6. Xxxxxxx hereby pledges with Cistron as collateral
(the "Collateral") security for the due and punctual payment of
the Note in accordance with its terms and the performance by
Xxxxxxx of his obligations under the Note, the Shares (which
include any other securities or property receivable or
distributable with respect thereto after the date hereof). The
certificate(s) representing the Shares, together with a stock
power(s) attached thereto executed in blank by Xxxxxxx, are
being delivered to Cistron and shall be retained by Cistron
until the Note has been paid in full.
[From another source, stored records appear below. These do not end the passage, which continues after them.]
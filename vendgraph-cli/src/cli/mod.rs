//! Command-line interface orchestration for vendgraph.
//!
//! Parses the node count, connection probability, and output path, runs the
//! core generator, writes the adjacency file, and renders the matrix for
//! humans.

mod commands;
mod export;
mod render;

pub use commands::{Cli, CliError, ExecutionSummary, default_output_path, run_cli};
pub use export::{export_adjacency, write_adjacency_file};
pub use render::render_matrix;

#[cfg(test)]
mod test_helpers;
At the time the Note
shall have been paid in full, Cistron shall deliver to Xxxxxxx
the certificate representing the Shares, together with the stock
power.
7. So long as no Event of Default (as hereinafter
defined) shall have occurred and be continuing Xxxxxxx shall
have the irrevocable proxy to vote and have all other consensual
rights with respect to the Shares, and Cistron shall deliver to
Xxxxxxx any proxies, reports or other materials received by it
which are necessary to enable Xxxxxxx to exercise such rights.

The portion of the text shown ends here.